§ **Exercise brief**:
Where in the data below does the word "items" appear? Copy every line that has it.

[Provided records Boundary: Start]

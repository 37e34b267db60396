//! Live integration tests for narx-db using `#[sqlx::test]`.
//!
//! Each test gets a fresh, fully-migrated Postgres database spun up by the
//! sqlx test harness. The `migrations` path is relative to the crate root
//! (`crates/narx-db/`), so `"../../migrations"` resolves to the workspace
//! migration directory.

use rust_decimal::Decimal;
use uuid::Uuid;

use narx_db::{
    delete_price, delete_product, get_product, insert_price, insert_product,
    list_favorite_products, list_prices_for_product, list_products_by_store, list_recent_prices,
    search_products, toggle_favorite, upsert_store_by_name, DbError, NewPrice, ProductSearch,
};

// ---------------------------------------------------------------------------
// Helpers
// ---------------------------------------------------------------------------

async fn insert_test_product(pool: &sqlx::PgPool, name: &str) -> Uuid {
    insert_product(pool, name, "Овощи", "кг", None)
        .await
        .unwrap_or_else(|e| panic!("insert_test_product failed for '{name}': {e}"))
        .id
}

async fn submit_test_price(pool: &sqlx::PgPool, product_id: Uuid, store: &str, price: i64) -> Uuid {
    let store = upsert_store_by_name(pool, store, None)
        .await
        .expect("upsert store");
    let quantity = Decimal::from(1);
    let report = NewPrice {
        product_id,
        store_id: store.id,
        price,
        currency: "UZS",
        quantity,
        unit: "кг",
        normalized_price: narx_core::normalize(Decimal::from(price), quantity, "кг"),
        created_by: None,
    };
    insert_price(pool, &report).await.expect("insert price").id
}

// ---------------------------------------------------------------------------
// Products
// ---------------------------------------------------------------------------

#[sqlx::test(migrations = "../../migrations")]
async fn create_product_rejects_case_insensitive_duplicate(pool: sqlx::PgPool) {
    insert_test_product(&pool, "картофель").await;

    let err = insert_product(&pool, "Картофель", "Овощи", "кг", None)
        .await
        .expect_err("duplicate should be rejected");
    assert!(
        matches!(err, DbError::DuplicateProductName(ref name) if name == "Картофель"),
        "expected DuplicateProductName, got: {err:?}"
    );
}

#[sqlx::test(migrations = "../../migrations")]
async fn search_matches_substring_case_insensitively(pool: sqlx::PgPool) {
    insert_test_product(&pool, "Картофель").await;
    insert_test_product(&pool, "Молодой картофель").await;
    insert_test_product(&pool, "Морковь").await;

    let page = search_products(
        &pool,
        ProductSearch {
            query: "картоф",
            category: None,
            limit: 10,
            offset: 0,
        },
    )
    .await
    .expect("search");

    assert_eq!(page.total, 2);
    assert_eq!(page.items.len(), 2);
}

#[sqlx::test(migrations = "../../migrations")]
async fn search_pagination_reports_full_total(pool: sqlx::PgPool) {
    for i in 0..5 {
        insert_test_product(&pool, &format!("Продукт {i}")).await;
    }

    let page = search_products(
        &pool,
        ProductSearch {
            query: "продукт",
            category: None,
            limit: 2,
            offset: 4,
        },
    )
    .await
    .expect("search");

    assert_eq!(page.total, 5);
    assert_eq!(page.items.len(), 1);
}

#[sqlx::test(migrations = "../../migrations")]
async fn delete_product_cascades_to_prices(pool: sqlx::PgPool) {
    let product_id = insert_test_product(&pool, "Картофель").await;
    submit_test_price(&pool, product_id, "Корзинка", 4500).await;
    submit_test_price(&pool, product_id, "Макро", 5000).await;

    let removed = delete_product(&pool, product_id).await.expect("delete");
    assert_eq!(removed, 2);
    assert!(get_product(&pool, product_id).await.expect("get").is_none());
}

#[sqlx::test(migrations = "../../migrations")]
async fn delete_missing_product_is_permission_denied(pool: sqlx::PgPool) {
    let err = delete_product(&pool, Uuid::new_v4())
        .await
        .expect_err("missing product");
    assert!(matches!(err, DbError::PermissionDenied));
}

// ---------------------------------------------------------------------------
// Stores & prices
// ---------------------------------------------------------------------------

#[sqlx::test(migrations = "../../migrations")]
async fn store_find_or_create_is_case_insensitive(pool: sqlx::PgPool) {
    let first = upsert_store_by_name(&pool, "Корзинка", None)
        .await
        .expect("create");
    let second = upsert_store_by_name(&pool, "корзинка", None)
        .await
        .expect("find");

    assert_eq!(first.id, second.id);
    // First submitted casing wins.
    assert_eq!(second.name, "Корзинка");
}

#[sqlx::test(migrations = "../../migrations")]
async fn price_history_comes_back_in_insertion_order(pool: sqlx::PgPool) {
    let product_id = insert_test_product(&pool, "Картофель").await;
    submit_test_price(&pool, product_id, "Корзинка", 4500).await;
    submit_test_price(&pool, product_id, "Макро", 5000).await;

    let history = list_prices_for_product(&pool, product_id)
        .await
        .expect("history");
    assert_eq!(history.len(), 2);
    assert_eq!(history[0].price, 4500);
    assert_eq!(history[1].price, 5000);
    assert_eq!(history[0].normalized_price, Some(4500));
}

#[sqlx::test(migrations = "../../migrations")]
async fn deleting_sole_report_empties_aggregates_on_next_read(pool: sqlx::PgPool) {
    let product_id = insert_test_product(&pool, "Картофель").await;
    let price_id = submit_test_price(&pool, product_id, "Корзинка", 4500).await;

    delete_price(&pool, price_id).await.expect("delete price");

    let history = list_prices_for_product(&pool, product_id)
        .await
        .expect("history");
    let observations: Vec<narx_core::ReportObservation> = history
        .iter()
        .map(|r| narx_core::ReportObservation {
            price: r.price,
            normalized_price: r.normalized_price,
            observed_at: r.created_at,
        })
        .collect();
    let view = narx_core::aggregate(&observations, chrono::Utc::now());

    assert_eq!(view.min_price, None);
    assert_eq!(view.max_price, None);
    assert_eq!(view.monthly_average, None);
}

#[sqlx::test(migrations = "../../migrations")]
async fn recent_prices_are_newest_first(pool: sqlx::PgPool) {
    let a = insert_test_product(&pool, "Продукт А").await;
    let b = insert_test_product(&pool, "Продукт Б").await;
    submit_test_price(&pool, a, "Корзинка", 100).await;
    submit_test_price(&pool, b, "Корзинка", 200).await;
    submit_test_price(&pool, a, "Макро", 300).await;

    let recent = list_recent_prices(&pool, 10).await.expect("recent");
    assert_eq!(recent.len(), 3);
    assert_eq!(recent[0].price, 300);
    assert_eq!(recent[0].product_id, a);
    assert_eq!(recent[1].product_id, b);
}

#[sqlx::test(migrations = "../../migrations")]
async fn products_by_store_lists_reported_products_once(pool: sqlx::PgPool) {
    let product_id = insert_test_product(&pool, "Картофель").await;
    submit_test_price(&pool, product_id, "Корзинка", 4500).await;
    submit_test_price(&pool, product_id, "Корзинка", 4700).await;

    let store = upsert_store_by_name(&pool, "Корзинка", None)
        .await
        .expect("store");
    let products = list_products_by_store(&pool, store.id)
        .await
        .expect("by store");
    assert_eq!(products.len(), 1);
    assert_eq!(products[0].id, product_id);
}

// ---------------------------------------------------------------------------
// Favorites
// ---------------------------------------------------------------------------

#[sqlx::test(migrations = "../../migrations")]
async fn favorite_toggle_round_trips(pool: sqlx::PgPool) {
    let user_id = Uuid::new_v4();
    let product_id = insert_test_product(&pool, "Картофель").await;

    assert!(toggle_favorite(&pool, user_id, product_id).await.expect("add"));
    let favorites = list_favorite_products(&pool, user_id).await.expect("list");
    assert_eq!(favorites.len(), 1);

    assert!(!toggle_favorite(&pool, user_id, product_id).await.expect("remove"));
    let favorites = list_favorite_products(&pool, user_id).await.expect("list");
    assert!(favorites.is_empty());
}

[Provided records Boundary: End]
[Provided records Boundary: Start]

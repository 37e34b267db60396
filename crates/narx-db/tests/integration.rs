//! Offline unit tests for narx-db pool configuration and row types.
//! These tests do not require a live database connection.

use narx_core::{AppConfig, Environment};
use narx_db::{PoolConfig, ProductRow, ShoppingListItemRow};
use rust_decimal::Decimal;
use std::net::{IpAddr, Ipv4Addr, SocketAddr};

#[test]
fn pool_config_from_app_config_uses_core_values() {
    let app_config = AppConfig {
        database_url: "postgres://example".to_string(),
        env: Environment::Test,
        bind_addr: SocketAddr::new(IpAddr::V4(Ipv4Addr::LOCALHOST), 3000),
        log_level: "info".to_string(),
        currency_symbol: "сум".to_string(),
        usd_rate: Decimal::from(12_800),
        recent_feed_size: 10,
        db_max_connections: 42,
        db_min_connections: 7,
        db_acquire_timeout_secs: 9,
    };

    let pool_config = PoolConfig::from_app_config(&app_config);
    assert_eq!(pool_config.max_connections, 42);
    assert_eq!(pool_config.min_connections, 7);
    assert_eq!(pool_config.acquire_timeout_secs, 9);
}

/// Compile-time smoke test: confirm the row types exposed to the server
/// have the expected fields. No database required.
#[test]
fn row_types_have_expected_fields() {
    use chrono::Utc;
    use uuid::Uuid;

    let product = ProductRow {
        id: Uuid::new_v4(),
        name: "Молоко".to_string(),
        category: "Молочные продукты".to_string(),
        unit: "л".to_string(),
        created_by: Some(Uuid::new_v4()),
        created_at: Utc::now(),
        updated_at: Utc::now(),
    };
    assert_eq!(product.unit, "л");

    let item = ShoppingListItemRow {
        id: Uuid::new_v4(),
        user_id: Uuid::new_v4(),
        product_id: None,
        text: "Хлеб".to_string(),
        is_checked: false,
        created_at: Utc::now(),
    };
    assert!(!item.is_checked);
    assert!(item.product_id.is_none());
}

[Provided records Boundary: End]

§ **Response to the task**:
    assert_eq!(page.items.len(), 2);
    assert_eq!(page.items.len(), 1);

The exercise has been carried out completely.